Éliminer: la défaite de la chaîne
L’élimination (enfouissement ou incinération sans récupération d’énergie) est la pire issue. Elle représente la destruction pure de ressources qui ont coûté de l’eau, de l’énergie, des matières rares et des émissions de CO₂ à produire. Elle génère des risques de contamination des sols et des nappes phréatiques par les substances toxiques contenues dans les équipements électroniques : plomb, mercure, cadmium, retardateurs de flamme.
En 2022, environ 14 millions de tonnes de déchets électroniques mondiaux ont été mis en décharge ou éliminés sans traitement adéquat. Ce chiffre est une défaite collective, pas une fatalité.
La hiérarchie complète, du plus souhaitable au moins souhaitable
Réduire → Ne pas créer l'équipement inutile. Ne pas remplacer prématurément.
Réemployer → Prolonger la vie de l'appareil. Le céder. Le faire reconditionner.
Recycler → Récupérer les matières. Troisième option, pas première.
Valoriser → Extraire ce qui peut encore l'être. Mines urbaines, métaux précieux.
Éliminer → Dernier recours. Toujours un échec de la chaîne.
L’objectif d’une stratégie circulaire est de maintenir les équipements aussi haut que possible dans cette hiérarchie et d’éviter les deux dernières étapes par tout ce qu’on fait en amont.
Pourquoi on fait les choses à l’envers
La réalité est structurelle autant que comportementale. Réduire et réemployer demandent un effort au moment de l’achat ou du remplacement. Recycler et valoriser arrivent en fin de vie, quand la décision est déjà prise et que l’effort est délégué à une filière extérieure.
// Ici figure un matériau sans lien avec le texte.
//! Fixed-universe sets of terminal symbols.

use crate::{
    grammar::{Grammar, TerminalID},
    util::display_fn,
};
use bit_vec::BitVec;
use std::fmt;

/// A set of terminals over a fixed universe, used for FIRST, FOLLOW and
/// lookahead sets.
#[derive(Debug, Clone, PartialEq, Eq, Hash)]
pub struct TerminalSet {
    inner: BitVec,
}

impl TerminalSet {
    /// Create an empty set able to hold `universe` terminals.
    pub fn new(universe: usize) -> Self {
        Self {
            inner: BitVec::from_elem(universe, false),
        }
    }

    pub fn contains(&self, id: TerminalID) -> bool {
        self.inner.get(id.index()).unwrap_or(false)
    }

    /// Add a terminal, returning whether it was newly inserted.
    pub fn insert(&mut self, id: TerminalID) -> bool {
        let added = !self.contains(id);
        self.inner.set(id.index(), true);
        added
    }

    /// Remove a terminal, returning whether it was present.
    pub fn remove(&mut self, id: TerminalID) -> bool {
        let removed = self.contains(id);
        if removed {
            self.inner.set(id.index(), false);
        }
        removed
    }

    /// Union `other` into this set, returning whether any bit changed.
    pub fn union_with(&mut self, other: &Self) -> bool {
        self.inner.or(&other.inner)
    }

    pub fn clear(&mut self) {
        self.inner.clear();
    }

    pub fn is_empty(&self) -> bool {
        self.inner.none()
    }

    /// Iterate over the members in ascending order.
    pub fn iter(&self) -> impl Iterator<Item = TerminalID> + '_ {
        self.inner
            .iter()
            .enumerate()
            .filter(|(_, bit)| *bit)
            .map(|(raw, _)| TerminalID::from_raw(raw as u16))
    }

    // `"a b c "`
    pub fn display<'g>(&'g self, g: &'g Grammar) -> impl fmt::Display + 'g {
        display_fn(move |f| {
            for id in self.iter() {
                write!(f, "{} ", g.terminal(id))?;
            }
            Ok(())
        })
    }
}
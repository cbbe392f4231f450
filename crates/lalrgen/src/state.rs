//! States of the LALR(1) automaton.

use crate::{
    action::{Conflict, Reduce},
    grammar::{NonterminalID, ProductionID, SymbolID, TerminalID},
    item::Item,
};
use std::fmt;

#[derive(Copy, Clone, PartialEq, Eq, Hash, PartialOrd, Ord)]
pub struct StateID(u32);

impl fmt::Debug for StateID {
    fn fmt(&self, f: &mut fmt::Formatter<'_>) -> fmt::Result {
        write!(f, "S#{:03}", self.0)
    }
}

impl fmt::Display for StateID {
    fn fmt(&self, f: &mut fmt::Formatter<'_>) -> fmt::Result {
        fmt::Display::fmt(&self.0, f)
    }
}

impl StateID {
    /// The initial state. It keeps this number after reordering.
    pub const START: Self = Self::from_raw(0);

    pub const fn from_raw(raw: u32) -> Self {
        Self(raw)
    }

    pub const fn into_raw(self) -> u32 {
        self.0
    }

    pub(crate) const fn index(self) -> usize {
        self.0 as usize
    }
}

/// Identifier of a lookahead set.
///
/// Items of one state reached through the same left context share a single
/// lookahead set, so a union into one of them is observed by all of them.
#[derive(Debug, Copy, Clone, PartialEq, Eq, Hash, PartialOrd, Ord)]
pub struct LookID(u32);

impl LookID {
    pub const fn from_raw(raw: u32) -> Self {
        Self(raw)
    }

    pub(crate) const fn index(self) -> usize {
        self.0 as usize
    }
}

/// An element of the item set of a state.
#[derive(Debug, Copy, Clone, PartialEq, Eq)]
pub struct StateItem {
    /// The nonterminal whose closure introduced this item, `None` for items
    /// shifted from a kernel item and for epsilon items.
    pub left: Option<NonterminalID>,
    pub look: LookID,
    pub item: Item,
}

/// A shift (terminal) or goto (nonterminal) transition.
#[derive(Debug, Copy, Clone, PartialEq, Eq, Hash)]
pub struct Edge {
    pub symbol: SymbolID,
    pub target: StateID,
}

#[derive(Debug, Clone)]
pub struct State {
    pub(crate) number: StateID,
    pub(crate) through: Option<SymbolID>,
    pub(crate) items: Vec<StateItem>,
    pub(crate) kernel_len: usize,
    pub(crate) shifts: Vec<Edge>,
    pub(crate) reduces: Vec<Reduce>,
    pub(crate) conflicts: Vec<Conflict>,
}

impl State {
    pub(crate) fn new(
        number: StateID,
        through: Option<SymbolID>,
        items: Vec<StateItem>,
        kernel_len: usize,
    ) -> Self {
        Self {
            number,
            through,
            items,
            kernel_len,
            shifts: vec![],
            reduces: vec![],
            conflicts: vec![],
        }
    }

    pub fn number(&self) -> StateID {
        self.number
    }

    /// The symbol whose transition enters this state, `None` for the initial state.
    pub fn through(&self) -> Option<SymbolID> {
        self.through
    }

    /// The kernel items followed by the epsilon items added by closure.
    pub fn items(&self) -> &[StateItem] {
        &self.items[..]
    }

    /// The items that identify this state among the states entered through
    /// the same symbol.
    pub fn kernel(&self) -> &[StateItem] {
        &self.items[..self.kernel_len]
    }

    /// Shift and goto edges, ordered by symbol.
    pub fn shifts(&self) -> &[Edge] {
        &self.shifts[..]
    }

    /// Reduce entries ordered by terminal, with the default entry last.
    pub fn reduces(&self) -> &[Reduce] {
        &self.reduces[..]
    }

    /// The explicit reduce entries without the trailing default entry.
    pub fn explicit_reduces(&self) -> &[Reduce] {
        match self.reduces.split_last() {
            Some((last, rest)) if last.is_default() => rest,
            _ => &self.reduces[..],
        }
    }

    /// The production reduced when no other action matches, `None` for an error.
    pub fn default_reduce(&self) -> Option<ProductionID> {
        self.reduces
            .last()
            .filter(|r| r.is_default())
            .and_then(|r| r.production)
    }

    pub fn conflicts(&self) -> &[Conflict] {
        &self.conflicts[..]
    }

    pub fn shift(&self, symbol: SymbolID) -> Option<StateID> {
        self.shifts
            .iter()
            .find(|e| e.symbol == symbol)
            .map(|e| e.target)
    }

    /// The explicit reduce entry on `symbol`, if any.
    pub fn reduce_on(&self, symbol: TerminalID) -> Option<&Reduce> {
        self.explicit_reduces()
            .iter()
            .find(|r| r.symbol == Some(symbol))
    }

    /// Whether this state does nothing but perform its default reduction.
    pub fn is_reduce_only(&self) -> bool {
        self.shifts.is_empty() && self.explicit_reduces().is_empty()
    }

    /// The number of actions keyed on terminals: shifts plus explicit reduces.
    pub fn terminal_actions(&self) -> usize {
        self.shifts.iter().filter(|e| e.symbol.is_terminal()).count()
            + self.explicit_reduces().len()
    }

    /// The number of all actions: shifts, gotos and explicit reduces.
    pub fn total_actions(&self) -> usize {
        self.shifts.len() + self.explicit_reduces().len()
    }
}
Il y a aussi une dimension économique. Le modèle dominant du secteur technologique est fondé sur le renouvellement fréquent des équipements. Réduire et réemployer vont structurellement à contre-courant de ce modèle. Recycler, lui, s’y intègre sans friction et il donne bonne conscience sans remettre en cause la logique de remplacement.
Changer d’ordre, c’est donc changer de logique. Pas seulement de comportement individuel.
Ce que ça change pour une organisation au Québec
Pour un particulier, appliquer cette hiérarchie signifie se poser les questions dans le bon ordre avant tout remplacement d’équipement.
Pour une organisation (entreprise, OBNL, institution publique) les leviers sont plus larges et plus puissants : politique d’achat favorisant le reconditionné, politique de maintenance prolongeant la durée de vie des parcs, filières de cession sécurisée vers des reconditionneurs certifiés avant d’envisager le recyclage.